Interleukin-1β (IL-1β) and IL-18 are the underlying factors of the inflammatory response and are necessary for the host's reaction and pathogen resistance. The NLRP3 inflammasome involves in the secretion of pro-inflammatory cytokines IL-1β/IL-18 in response to microbial infection and cellular damage. Curcumin and epigallocatechin-3-gallate (EGCG) suppress the activation of the NLRP3 inflammasome; however, the exact mechanisms are not yet well known. In the current study, we investigated the interaction of curcumin and EGCG, the plant-derived compounds, with NLRP3 complex using in silico approach.
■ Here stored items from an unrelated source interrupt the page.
//! # castbridge-adapter-mqtt
//!
//! MQTT transport adapter — wraps `rumqttc` behind the bridge's
//! [`MqttPublisher`] port.
//!
//! ## How it works
//!
//! [`MqttTransport::connect`] builds the client and spawns the **event
//! pump**: a task that polls the `rumqttc` event loop forever and
//! translates its packets into [`MqttEvent`]s on a channel. Reconnects and
//! backoff stay inside the event loop; the bridge only sees
//! `Connected`/`Disconnected` edges and re-runs discovery on each connect.
//!
//! Connect-time failures (DNS, refused connection, bad credentials) are
//! not fatal: they surface as warnings and a `Disconnected` event, and the
//! pump keeps retrying.
//!
//! ## Dependency rule
//! Same as other adapters: depends on `castbridge-app` and
//! `castbridge-domain`.

mod config;
mod error;

pub use config::MqttConfig;
pub use error::MqttError;

use std::time::Duration;

use rumqttc::{AsyncClient, Event, EventLoop, MqttOptions, Packet, QoS};
use tokio::sync::mpsc;
use tokio::task::JoinHandle;

use castbridge_app::ports::{MqttEvent, MqttPublisher};
use castbridge_domain::error::BridgeError;

/// Pause between reconnect attempts after a connection error.
const RECONNECT_BACKOFF: Duration = Duration::from_secs(1);

/// rumqttc-backed implementation of the [`MqttPublisher`] port.
#[derive(Debug, Clone)]
pub struct MqttTransport {
    client: AsyncClient,
}

impl MqttTransport {
    /// Build the client and spawn the event pump.
    ///
    /// Returns the port implementation, the inbound event stream, and the
    /// pump task handle. The pump stops on its own once the receiver is
    /// dropped.
    #[must_use]
    pub fn connect(config: &MqttConfig) -> (Self, mpsc::Receiver<MqttEvent>, JoinHandle<()>) {
        let mut options = MqttOptions::new(&config.client_id, &config.host, config.port);
        options.set_keep_alive(Duration::from_secs(config.keep_alive_secs));
        if config.has_credentials() {
            options.set_credentials(&config.username, &config.password);
        }

        let (client, event_loop) = AsyncClient::new(options, config.channel_capacity);
        let (events_tx, events_rx) = mpsc::channel(config.channel_capacity);
        let pump = tokio::spawn(run_pump(event_loop, events_tx));

        tracing::info!(
            host = %config.host,
            port = config.port,
            client_id = %config.client_id,
            "MQTT transport started"
        );
        (Self { client }, events_rx, pump)
    }
}

impl MqttPublisher for MqttTransport {
    fn publish(
        &self,
        topic: &str,
        payload: Vec<u8>,
        retain: bool,
    ) -> impl Future<Output = Result<(), BridgeError>> + Send {
        let client = self.client.clone();
        let topic = topic.to_string();
        async move {
            client
                .publish(topic, QoS::AtLeastOnce, retain, payload)
                .await
                .map_err(|err| MqttError::from(err).into_domain("publish"))
        }
    }

    fn subscribe(&self, topic: &str) -> impl Future<Output = Result<(), BridgeError>> + Send {
        let client = self.client.clone();
        let topic = topic.to_string();
        async move {
            client
                .subscribe(topic, QoS::AtLeastOnce)
                .await
                .map_err(|err| MqttError::from(err).into_domain("subscribe"))
        }
    }

    fn disconnect(&self) -> impl Future<Output = Result<(), BridgeError>> + Send {
        let client = self.client.clone();
        async move {
            client
                .disconnect()
                .await
                .map_err(|err| MqttError::from(err).into_domain("disconnect"))
        }
    }
}

/// Poll the event loop forever, translating packets into [`MqttEvent`]s.
async fn run_pump(mut event_loop: EventLoop, events: mpsc::Sender<MqttEvent>) {
    loop {
        match event_loop.poll().await {
            Ok(Event::Incoming(Packet::ConnAck(ack))) => {
                tracing::info!(code = ?ack.code, "broker acknowledged connection");
                if events.send(MqttEvent::Connected).await.is_err() {
                    break;
                }
            }
            Ok(Event::Incoming(Packet::Publish(publish))) => {
                let event = MqttEvent::Message {
                    topic: publish.topic.clone(),
                    payload: publish.payload.to_vec(),
                };
                if events.send(event).await.is_err() {
                    break;
                }
            }
            Ok(_) => {}
            Err(error) => {
                tracing::warn!(%error, "MQTT connection error");
                if events.send(MqttEvent::Disconnected).await.is_err() {
                    break;
                }
                // The event loop reconnects on the next poll; don't spin.
                tokio::time::sleep(RECONNECT_BACKOFF).await;
            }
        }
    }
    tracing::debug!("MQTT event pump stopped");
}

use std::future::Future;

#[cfg(test)]
mod tests {
    use super::*;

    #[tokio::test]
    async fn should_expose_a_cloneable_port_handle() {
        let (transport, events_rx, pump) = MqttTransport::connect(&MqttConfig::default());

        // The port handle is cheap to clone and share.
        let _second = transport.clone();

        drop(events_rx);
        pump.abort();
    }

    #[tokio::test]
    async fn should_stop_pump_when_receiver_dropped() {
        let config = MqttConfig {
            // Unroutable host: the pump hits the error path immediately.
            host: "127.0.0.1".to_string(),
            port: 1,
            ..MqttConfig::default()
        };
        let (_transport, events_rx, pump) = MqttTransport::connect(&config);

        drop(events_rx);
        // The first failed send (after the error backoff) ends the task.
        pump.await.unwrap();
    }
}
The molecular docking and protein-protein interaction were used to investigate the apparent binding processes and affinities between components of the NLRP3 complex with curcumin and EGCG. Our data showed that NLRP3 had a higher binding affinity for curcumin and EGCG than other complex proteins, with − 8.2 Kcal/mol and − 9.6 Kcal/mol, respectively. Similarly, ASC had a lower binding affinity for curcumin and EGCG, with − 5.0 Kcal/mol and − 7.4 Kcal/mol, respectively. The higher binding affinity of both compounds for the key NLRP3 protein in their complexes as compared to that of MCC950 (a selective inhibitor of NLRP3 complex) suggests that curcumin and EGCG may impact the complex's function. Protein-protein interaction studies also corroborated the efficacy of these two polyphenols in hindering the formation of NLRP3 complex. The therapeutic effect of curcumin and EGCG may be due to the inhibition of inflammasome activation. The molecular and protein-protein interaction data indicated that the therapeutic effects of these two polyphenols are mediated by preventing the development of the NLRP3 complex.Proposed mechanisms to prevent the development of the NLRP3 complex by antioxidant curcumin and catechin.